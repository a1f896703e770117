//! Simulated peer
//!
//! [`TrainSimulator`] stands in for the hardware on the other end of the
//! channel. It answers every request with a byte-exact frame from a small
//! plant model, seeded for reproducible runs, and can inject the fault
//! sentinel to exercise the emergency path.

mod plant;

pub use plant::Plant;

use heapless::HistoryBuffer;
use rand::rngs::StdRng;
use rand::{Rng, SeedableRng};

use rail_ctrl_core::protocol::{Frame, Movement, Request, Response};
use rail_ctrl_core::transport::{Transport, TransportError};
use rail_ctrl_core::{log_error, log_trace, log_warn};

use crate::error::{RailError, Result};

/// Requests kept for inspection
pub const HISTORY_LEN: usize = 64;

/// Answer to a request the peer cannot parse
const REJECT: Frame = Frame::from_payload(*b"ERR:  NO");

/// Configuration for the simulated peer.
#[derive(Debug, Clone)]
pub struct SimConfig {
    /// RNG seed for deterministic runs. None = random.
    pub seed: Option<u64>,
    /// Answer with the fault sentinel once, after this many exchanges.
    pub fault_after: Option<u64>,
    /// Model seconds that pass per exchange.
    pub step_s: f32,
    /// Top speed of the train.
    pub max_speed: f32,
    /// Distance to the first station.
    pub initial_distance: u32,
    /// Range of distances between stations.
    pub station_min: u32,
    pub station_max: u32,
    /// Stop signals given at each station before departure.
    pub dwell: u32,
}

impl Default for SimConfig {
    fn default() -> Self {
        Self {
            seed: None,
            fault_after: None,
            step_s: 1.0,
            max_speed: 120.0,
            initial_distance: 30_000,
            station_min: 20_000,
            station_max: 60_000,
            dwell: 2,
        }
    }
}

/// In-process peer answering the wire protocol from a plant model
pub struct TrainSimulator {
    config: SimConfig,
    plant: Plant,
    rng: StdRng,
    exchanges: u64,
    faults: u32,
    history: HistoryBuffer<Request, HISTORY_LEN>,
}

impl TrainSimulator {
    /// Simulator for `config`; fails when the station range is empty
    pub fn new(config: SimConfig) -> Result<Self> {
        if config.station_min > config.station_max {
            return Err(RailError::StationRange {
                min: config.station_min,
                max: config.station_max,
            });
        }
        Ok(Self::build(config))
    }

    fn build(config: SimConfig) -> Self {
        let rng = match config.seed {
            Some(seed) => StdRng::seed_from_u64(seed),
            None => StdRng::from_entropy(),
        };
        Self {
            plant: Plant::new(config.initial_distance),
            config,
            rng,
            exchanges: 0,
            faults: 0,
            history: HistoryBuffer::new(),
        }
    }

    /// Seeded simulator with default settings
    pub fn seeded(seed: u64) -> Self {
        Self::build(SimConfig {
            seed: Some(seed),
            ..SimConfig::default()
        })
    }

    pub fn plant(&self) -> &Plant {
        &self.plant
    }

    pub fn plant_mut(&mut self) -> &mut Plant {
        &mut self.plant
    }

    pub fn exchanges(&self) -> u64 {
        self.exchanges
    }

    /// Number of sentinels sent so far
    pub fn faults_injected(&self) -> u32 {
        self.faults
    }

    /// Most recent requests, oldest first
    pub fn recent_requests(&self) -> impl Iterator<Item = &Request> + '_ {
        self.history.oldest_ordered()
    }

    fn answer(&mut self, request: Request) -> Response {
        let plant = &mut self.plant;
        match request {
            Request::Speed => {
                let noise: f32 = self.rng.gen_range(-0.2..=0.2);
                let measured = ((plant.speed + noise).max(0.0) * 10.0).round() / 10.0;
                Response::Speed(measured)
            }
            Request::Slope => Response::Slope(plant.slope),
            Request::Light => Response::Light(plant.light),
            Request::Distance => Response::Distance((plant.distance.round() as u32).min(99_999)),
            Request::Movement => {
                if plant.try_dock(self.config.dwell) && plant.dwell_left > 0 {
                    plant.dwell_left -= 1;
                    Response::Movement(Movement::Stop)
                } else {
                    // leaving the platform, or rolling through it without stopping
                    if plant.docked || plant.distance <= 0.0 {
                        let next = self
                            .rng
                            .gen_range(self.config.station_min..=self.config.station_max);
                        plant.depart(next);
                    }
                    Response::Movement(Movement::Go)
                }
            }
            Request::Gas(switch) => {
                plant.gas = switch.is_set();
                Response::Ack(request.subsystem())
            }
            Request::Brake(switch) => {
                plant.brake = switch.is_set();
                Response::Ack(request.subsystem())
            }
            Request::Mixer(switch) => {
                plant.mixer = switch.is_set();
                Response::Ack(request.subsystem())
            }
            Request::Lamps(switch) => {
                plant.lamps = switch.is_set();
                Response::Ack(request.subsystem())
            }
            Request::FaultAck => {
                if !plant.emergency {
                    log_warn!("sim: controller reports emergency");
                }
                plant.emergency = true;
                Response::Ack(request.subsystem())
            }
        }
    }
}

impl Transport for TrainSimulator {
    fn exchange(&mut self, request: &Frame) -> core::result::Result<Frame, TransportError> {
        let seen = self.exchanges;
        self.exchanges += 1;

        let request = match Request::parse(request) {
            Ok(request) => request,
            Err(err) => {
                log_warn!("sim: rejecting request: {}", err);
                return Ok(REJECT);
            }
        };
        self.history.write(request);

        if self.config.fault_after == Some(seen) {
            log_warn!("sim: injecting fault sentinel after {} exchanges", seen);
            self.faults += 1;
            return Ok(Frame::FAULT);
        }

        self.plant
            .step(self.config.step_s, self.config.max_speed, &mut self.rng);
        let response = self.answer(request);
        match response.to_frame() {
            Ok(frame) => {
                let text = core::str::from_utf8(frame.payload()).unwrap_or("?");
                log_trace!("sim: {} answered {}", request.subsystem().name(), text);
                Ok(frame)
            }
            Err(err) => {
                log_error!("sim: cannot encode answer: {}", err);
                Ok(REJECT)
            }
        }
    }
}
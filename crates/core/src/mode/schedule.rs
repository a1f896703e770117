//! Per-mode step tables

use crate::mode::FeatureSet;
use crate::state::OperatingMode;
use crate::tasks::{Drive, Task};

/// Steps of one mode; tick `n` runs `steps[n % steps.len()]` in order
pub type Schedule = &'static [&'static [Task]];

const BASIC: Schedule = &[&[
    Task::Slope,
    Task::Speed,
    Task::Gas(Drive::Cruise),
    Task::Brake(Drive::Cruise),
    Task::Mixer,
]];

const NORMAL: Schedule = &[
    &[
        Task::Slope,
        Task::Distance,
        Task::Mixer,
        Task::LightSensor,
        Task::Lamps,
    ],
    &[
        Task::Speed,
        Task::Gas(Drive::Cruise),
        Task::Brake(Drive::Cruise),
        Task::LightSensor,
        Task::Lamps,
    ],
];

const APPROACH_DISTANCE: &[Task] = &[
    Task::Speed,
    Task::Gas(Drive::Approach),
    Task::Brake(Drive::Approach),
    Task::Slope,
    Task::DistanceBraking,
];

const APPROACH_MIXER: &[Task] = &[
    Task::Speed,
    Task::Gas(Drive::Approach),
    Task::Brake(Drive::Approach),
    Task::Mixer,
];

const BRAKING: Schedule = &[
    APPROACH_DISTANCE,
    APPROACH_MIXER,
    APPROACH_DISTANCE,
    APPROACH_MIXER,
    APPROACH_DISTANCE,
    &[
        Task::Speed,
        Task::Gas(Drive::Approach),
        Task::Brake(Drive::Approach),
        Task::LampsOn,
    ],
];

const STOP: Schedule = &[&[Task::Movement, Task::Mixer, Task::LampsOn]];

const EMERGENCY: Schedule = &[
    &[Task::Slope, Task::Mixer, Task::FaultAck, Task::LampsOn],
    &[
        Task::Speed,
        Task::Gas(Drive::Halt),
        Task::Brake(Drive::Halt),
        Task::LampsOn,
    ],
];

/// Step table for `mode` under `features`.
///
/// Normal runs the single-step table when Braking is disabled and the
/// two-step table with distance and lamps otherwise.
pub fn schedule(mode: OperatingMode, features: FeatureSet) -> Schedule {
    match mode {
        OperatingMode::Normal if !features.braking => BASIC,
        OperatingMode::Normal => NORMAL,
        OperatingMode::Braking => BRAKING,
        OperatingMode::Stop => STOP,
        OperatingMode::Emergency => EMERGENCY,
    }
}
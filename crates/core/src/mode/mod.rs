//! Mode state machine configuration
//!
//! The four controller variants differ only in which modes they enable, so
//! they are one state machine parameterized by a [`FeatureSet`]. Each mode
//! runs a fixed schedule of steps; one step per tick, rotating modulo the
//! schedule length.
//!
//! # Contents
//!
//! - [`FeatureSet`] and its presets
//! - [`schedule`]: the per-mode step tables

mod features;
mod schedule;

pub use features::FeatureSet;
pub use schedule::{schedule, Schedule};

◆ **INSTRUCTIONS TO FOLLOW**:
Each line of the records with the word "protocol" in it is to be copied.

◆ **EXERCISE RESULT**:
use rail_ctrl_core::protocol::{Frame, Movement, Request, Response};
/// In-process peer answering the wire protocol from a plant model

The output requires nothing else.